Nevertheless, there are always cycling fans who, in their love of the race operation, believe that a bicycle race is something like a contribution to an ecological transport transition. In any case, this little shitstorm is understood, into which the Dutch cycling hero Mathieu van der Poel has fallen when he proudly presented his new advertising partner on Instagram: a provider of exclusive private-jet flights. That van der Poel, despite his impressive leg muscles, is not really an eco-conscious rider, the outraged fans could have known. Van der Poel had already been a known fan of the sports-car manufacturer Lamborghini before he was equipped with an advertising contract by them.
Tour winner Tadej Pogačar has acquired a Porsche 991 GT3 Weissach. A childhood dream
Even the tour dominator Tadej Pogačar, who loves to present himself as a modest regular guy living in Monaco, is a fan of overpowered bolides. As a reward for his countless successes, he buys himself sports cars. Online there are pictures showing him beside a Porsche 991 GT3 Weissach, for which he surely had to lay out around 300,000 euros. A childhood dream, his girlfriend Urška Žigart said.

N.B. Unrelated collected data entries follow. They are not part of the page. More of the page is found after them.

//! Telemetry: OTLP traces, Prometheus metrics and per-request tracking.

use std::time::{Duration, Instant};

use axum::extract::{MatchedPath, Request};
use axum::http::Version;
use axum::middleware::Next;
use axum::response::Response;
use metrics::{Unit, gauge};
use metrics_exporter_prometheus::{
    BuildError, Matcher, PrometheusBuilder, PrometheusHandle,
};
use opentelemetry::trace::{Span, TraceError, Tracer};
use opentelemetry::{KeyValue, global};
use opentelemetry_otlp::WithExportConfig;
use opentelemetry_sdk::Resource;
use opentelemetry_sdk::trace::SdkTracerProvider;
use sysinfo::{Pid, ProcessRefreshKind, ProcessesToUpdate, RefreshKind, System};

const SERVICE_NAME: &str = "wanderlog";
const REQUESTS_TOTAL: &str = "http_requests_total";
const REQUESTS_DURATION: &str = "http_requests_duration_seconds";
const PROCESS_REFRESH: Duration = Duration::from_secs(10);

/// Create tracer exporting spans to the OTLP collector at `endpoint`.
pub fn setup_tracer(endpoint: &str) -> Result<SdkTracerProvider, TraceError> {
    let exporter = opentelemetry_otlp::SpanExporter::builder()
        .with_tonic()
        .with_endpoint(endpoint)
        .build()?;

    Ok(SdkTracerProvider::builder()
        .with_batch_exporter(exporter)
        .with_resource(Resource::builder().with_service_name(SERVICE_NAME).build())
        .build())
}

/// Install the Prometheus recorder and start sampling process usage.
///
/// Must be called inside a tokio runtime.
pub fn setup_metrics_recorder() -> Result<PrometheusHandle, BuildError> {
    const BUCKETS: &[f64] =
        &[0.005, 0.01, 0.025, 0.05, 0.1, 0.25, 0.5, 1.0, 2.5, 5.0, 10.0];

    let handle = PrometheusBuilder::new()
        .set_buckets_for_metric(
            Matcher::Full(REQUESTS_DURATION.to_owned()),
            BUCKETS,
        )?
        .install_recorder()?;

    metrics::describe_counter!(REQUESTS_TOTAL, "Handled HTTP requests.");
    metrics::describe_histogram!(
        REQUESTS_DURATION,
        Unit::Seconds,
        "Time spent handling HTTP requests."
    );
    metrics::describe_gauge!(
        "process_cpu_usage",
        Unit::Percent,
        "CPU usage of the process in percentage."
    );
    metrics::describe_gauge!(
        "process_memory_used_bytes",
        Unit::Bytes,
        "Total process memory in bytes."
    );

    tokio::spawn(sample_process());

    Ok(handle)
}

/// Refresh CPU and memory gauges of the current process, forever.
async fn sample_process() {
    let mut system = System::new_with_specifics(RefreshKind::nothing());
    let pid = Pid::from_u32(std::process::id());

    loop {
        system.refresh_processes_specifics(
            ProcessesToUpdate::Some(&[pid]),
            true,
            ProcessRefreshKind::nothing().with_memory().with_cpu(),
        );

        if let Some(process) = system.process(pid) {
            gauge!("process_memory_used_bytes").set(process.memory() as f64);
            gauge!("process_cpu_usage").set(f64::from(process.cpu_usage()));
        }

        tokio::time::sleep(PROCESS_REFRESH).await;
    }
}

fn http_version(version: Version) -> &'static str {
    match version {
        Version::HTTP_09 => "HTTP/0.9",
        Version::HTTP_10 => "HTTP/1.0",
        Version::HTTP_11 => "HTTP/1.1",
        Version::HTTP_2 => "HTTP/2",
        Version::HTTP_3 => "HTTP/3",
        _ => "UNKNOWN",
    }
}

/// Record request count and latency, labelled by method, route and status,
/// inside an OpenTelemetry span.
///
/// The route template (`/journals/{id}`) is used over the raw path to keep
/// label cardinality bounded.
pub async fn track(req: Request, next: Next) -> Response {
    let mut span = global::tracer("wanderlog-http").start("http-request");

    let start = Instant::now();
    let route = req
        .extensions()
        .get::<MatchedPath>()
        .map(|path| path.as_str().to_owned())
        .unwrap_or_else(|| req.uri().path().to_owned());
    let method = req.method().to_string();
    let version = http_version(req.version());

    let response = next.run(req).await;

    let latency = start.elapsed().as_secs_f64();
    let status = response.status().as_u16().to_string();

    span.set_attributes([
        KeyValue::new("version", version),
        KeyValue::new("path", route.clone()),
        KeyValue::new("method", method.clone()),
        KeyValue::new("status", status.clone()),
    ]);
    span.end();

    let labels = [("method", method), ("path", route), ("status", status)];
    metrics::counter!(REQUESTS_TOTAL, &labels).increment(1);
    metrics::histogram!(REQUESTS_DURATION, &labels).record(latency);

    response
}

Stories from the Other Ferrari
Hardly anyone will be surprised by that. The fastest cyclists in the world have always had a fondness for fast cars. When Germany’s most popular doping user Jan Ullrich in 2002 caused an accident with plenty of alcohol in his blood, he was in a Porsche.
Of course there were always Ferrari enthusiasts in the peloton. One of them was the Belgian classics specialist Tom Boonen, who had his sports car repainted by an airbrush artist in pastel colors with such kitschy motifs that one could rightly call it a case of bad taste. A Christ figure above the right rear wheel with the speech bubble “Jesus saves my tyres” is not even the worst misstep there.
An Italian pro Pippo Pozzato had a double relationship with Ferrari. He not only liked to pose with his fiery red ride, he also kept close contact with Michele Ferrari, that Italian sports doctor who was so popular with the riders because he prescribed training plans as well as performance-enhancing substances. Which car the Ferrari, repeatedly convicted of sports fraud, was traveling in when he accompanied his riders is unfortunately not known to the author of these lines.